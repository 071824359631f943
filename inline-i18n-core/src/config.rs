//! Engine configuration

use crate::missing::{DebugFormatters, MissingVarHandler};
use crate::{I18nError, Result};
use serde::Deserialize;
use std::collections::HashMap;
use std::fmt;
use std::sync::Arc;

/// Default number of parsed templates kept in the parse cache.
pub const DEFAULT_PARSE_CACHE_SIZE: usize = 500;

/// Details of a translation that was not available in the requested locale.
#[derive(Debug, Clone, PartialEq, Eq)]
pub struct TranslationWarning {
    /// Locale the caller asked for
    pub requested_locale: String,
    /// Locales that had a template
    pub available_locales: Vec<String>,
    /// Locale whose template was rendered instead, if any
    pub fallback_used: Option<String>,
}

impl fmt::Display for TranslationWarning {
    fn fmt(&self, f: &mut fmt::Formatter<'_>) -> fmt::Result {
        write!(
            f,
            "Missing translation for locale \"{}\"",
            self.requested_locale
        )?;
        write!(f, " | Available: [{}]", self.available_locales.join(", "))?;
        if let Some(ref used) = self.fallback_used {
            write!(f, " | Using fallback: \"{}\"", used)?;
        }
        Ok(())
    }
}

/// Handler for missing-translation warnings.
pub type WarningHandler = Arc<dyn Fn(&TranslationWarning) + Send + Sync>;

/// Interpolation and fallback configuration.
///
/// The data fields can be loaded from JSON (camelCase keys); handlers and
/// debug formatters are set in code.
///
/// # Example
///
/// ```
/// use inline_i18n_core::I18nConfig;
///
/// let config = I18nConfig::new()
///     .with_fallback_locale("en")
///     .with_fallback_chain("pt-BR", ["pt", "es", "en"])
///     .with_parse_cache_size(100);
///
/// assert_eq!(config.fallback_chain["pt-BR"], vec!["pt", "es", "en"]);
/// ```
#[derive(Clone, Deserialize)]
#[serde(default, rename_all = "camelCase")]
pub struct I18nConfig {
    /// Locale used when a caller passes an empty locale tag
    pub default_locale: String,

    /// Final locale appended to every derived fallback chain ("" disables it)
    pub fallback_locale: String,

    /// Derive parent locales (`zh-TW` -> `zh`) when building chains
    pub auto_parent_locale: bool,

    /// Per-locale chains that replace auto derivation
    pub fallback_chain: HashMap<String, Vec<String>>,

    /// Parse cache capacity (0 disables caching)
    pub parse_cache_size: usize,

    /// Prefix rendered translations with fallback/missing markers
    pub debug_mode: bool,

    /// Report translations that were missing in the requested locale
    pub warn_on_missing: bool,

    /// Custom text for unresolved variables
    #[serde(skip)]
    pub missing_var_handler: Option<MissingVarHandler>,

    /// Receives missing-translation warnings instead of the log
    #[serde(skip)]
    pub on_missing_translation: Option<WarningHandler>,

    /// Debug-mode prefix formatters
    #[serde(skip)]
    pub debug_formatters: DebugFormatters,
}

impl Default for I18nConfig {
    fn default() -> Self {
        Self {
            default_locale: "en".to_string(),
            fallback_locale: "en".to_string(),
            auto_parent_locale: true,
            fallback_chain: HashMap::new(),
            parse_cache_size: DEFAULT_PARSE_CACHE_SIZE,
            debug_mode: false,
            warn_on_missing: true,
            missing_var_handler: None,
            on_missing_translation: None,
            debug_formatters: DebugFormatters::default(),
        }
    }
}

impl fmt::Debug for I18nConfig {
    fn fmt(&self, f: &mut fmt::Formatter<'_>) -> fmt::Result {
        f.debug_struct("I18nConfig")
            .field("default_locale", &self.default_locale)
            .field("fallback_locale", &self.fallback_locale)
            .field("auto_parent_locale", &self.auto_parent_locale)
            .field("fallback_chain", &self.fallback_chain)
            .field("parse_cache_size", &self.parse_cache_size)
            .field("debug_mode", &self.debug_mode)
            .field("warn_on_missing", &self.warn_on_missing)
            .field("missing_var_handler", &self.missing_var_handler.is_some())
            .field("on_missing_translation", &self.on_missing_translation.is_some())
            .finish()
    }
}

impl I18nConfig {
    /// Create a configuration with defaults.
    pub fn new() -> Self {
        Self::default()
    }

    /// Load from JSON.
    ///
    /// ```
    /// use inline_i18n_core::I18nConfig;
    ///
    /// let config = I18nConfig::from_json(r#"{
    ///     "fallbackLocale": "ko",
    ///     "autoParentLocale": false,
    ///     "parseCacheSize": 0
    /// }"#).unwrap();
    ///
    /// assert_eq!(config.fallback_locale, "ko");
    /// assert!(!config.auto_parent_locale);
    /// assert_eq!(config.parse_cache_size, 0);
    /// ```
    pub fn from_json(json: &str) -> Result<Self> {
        let config: Self = serde_json::from_str(json)?;
        config.validate()?;
        Ok(config)
    }

    /// Reject an empty default locale and chains that contain empty tags.
    pub fn validate(&self) -> Result<()> {
        if self.default_locale.is_empty() {
            return Err(I18nError::Config("default locale is empty".to_string()));
        }
        for (locale, chain) in &self.fallback_chain {
            if locale.is_empty() || chain.iter().any(|l| l.is_empty()) {
                return Err(I18nError::Config(format!(
                    "fallback chain for '{}' contains an empty locale",
                    locale
                )));
            }
        }
        Ok(())
    }

    /// Set the locale used for empty locale tags.
    pub fn with_default_locale(mut self, locale: impl Into<String>) -> Self {
        self.default_locale = locale.into();
        self
    }

    /// Set the final fallback locale.
    pub fn with_fallback_locale(mut self, locale: impl Into<String>) -> Self {
        self.fallback_locale = locale.into();
        self
    }

    /// Enable/disable parent locale derivation.
    pub fn with_auto_parent_locale(mut self, enable: bool) -> Self {
        self.auto_parent_locale = enable;
        self
    }

    /// Set a custom chain for one locale.
    pub fn with_fallback_chain<I, S>(mut self, locale: impl Into<String>, chain: I) -> Self
    where
        I: IntoIterator<Item = S>,
        S: Into<String>,
    {
        self.fallback_chain
            .insert(locale.into(), chain.into_iter().map(Into::into).collect());
        self
    }

    /// Set the parse cache capacity.
    pub fn with_parse_cache_size(mut self, size: usize) -> Self {
        self.parse_cache_size = size;
        self
    }

    /// Enable/disable debug prefixes.
    pub fn with_debug_mode(mut self, enable: bool) -> Self {
        self.debug_mode = enable;
        self
    }

    /// Enable/disable missing-translation warnings.
    pub fn with_warn_on_missing(mut self, enable: bool) -> Self {
        self.warn_on_missing = enable;
        self
    }

    /// Set the missing-variable handler.
    pub fn with_missing_var_handler<F>(mut self, handler: F) -> Self
    where
        F: Fn(&str, &str) -> String + Send + Sync + 'static,
    {
        self.missing_var_handler = Some(Arc::new(handler));
        self
    }

    /// Set the missing-translation handler.
    pub fn with_on_missing_translation<F>(mut self, handler: F) -> Self
    where
        F: Fn(&TranslationWarning) + Send + Sync + 'static,
    {
        self.on_missing_translation = Some(Arc::new(handler));
        self
    }

    /// Set the debug prefix formatters.
    pub fn with_debug_formatters(mut self, formatters: DebugFormatters) -> Self {
        self.debug_formatters = formatters;
        self
    }
}

#[cfg(test)]
mod tests {
    use super::*;

    #[test]
    fn test_default_config() {
        let config = I18nConfig::default();

        assert_eq!(config.default_locale, "en");
        assert_eq!(config.fallback_locale, "en");
        assert!(config.auto_parent_locale);
        assert!(config.fallback_chain.is_empty());
        assert_eq!(config.parse_cache_size, 500);
        assert!(!config.debug_mode);
        assert!(config.missing_var_handler.is_none());
    }

    #[test]
    fn test_config_builder() {
        let config = I18nConfig::new()
            .with_fallback_locale("ja")
            .with_auto_parent_locale(false)
            .with_debug_mode(true)
            .with_missing_var_handler(|name, _| format!("[{}]", name));

        assert_eq!(config.fallback_locale, "ja");
        assert!(!config.auto_parent_locale);
        assert!(config.debug_mode);
        let handler = config.missing_var_handler.unwrap();
        assert_eq!(handler("x", "en"), "[x]");
    }

    #[test]
    fn test_from_json_chain() {
        let config = I18nConfig::from_json(
            r#"{ "fallbackChain": { "pt-BR": ["pt", "es"] }, "debugMode": true }"#,
        )
        .unwrap();

        assert_eq!(config.fallback_chain["pt-BR"], vec!["pt", "es"]);
        assert!(config.debug_mode);
        assert_eq!(config.fallback_locale, "en");
    }

    #[test]
    fn test_from_json_rejects_empty_locale() {
        let err = I18nConfig::from_json(r#"{ "fallbackChain": { "pt-BR": [""] } }"#);
        assert!(matches!(err, Err(I18nError::Config(_))));
    }

    #[test]
    fn test_from_json_rejects_empty_default_locale() {
        let err = I18nConfig::from_json(r#"{ "defaultLocale": "" }"#);
        assert!(matches!(err, Err(I18nError::Config(_))));
    }

    #[test]
    fn test_from_json_rejects_bad_types() {
        let err = I18nConfig::from_json(r#"{ "parseCacheSize": -1 }"#);
        assert!(matches!(err, Err(I18nError::Json(_))));
    }

    #[test]
    fn test_warning_display() {
        let warning = TranslationWarning {
            requested_locale: "ja".to_string(),
            available_locales: vec!["en".to_string(), "ko".to_string()],
            fallback_used: Some("en".to_string()),
        };
        assert_eq!(
            warning.to_string(),
            "Missing translation for locale \"ja\" | Available: [en, ko] | Using fallback: \"en\""
        );

        let unmatched = TranslationWarning {
            requested_locale: "fr".to_string(),
            available_locales: vec!["ko".to_string()],
            fallback_used: None,
        };
        assert_eq!(
            unmatched.to_string(),
            "Missing translation for locale \"fr\" | Available: [ko]"
        );
    }
}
==*==
What is expected — Using the listing above, gather each line that holds the string "capacity" and copy it.

Your solution —
    /// Parse cache capacity (0 disables caching)
    /// Set the parse cache capacity.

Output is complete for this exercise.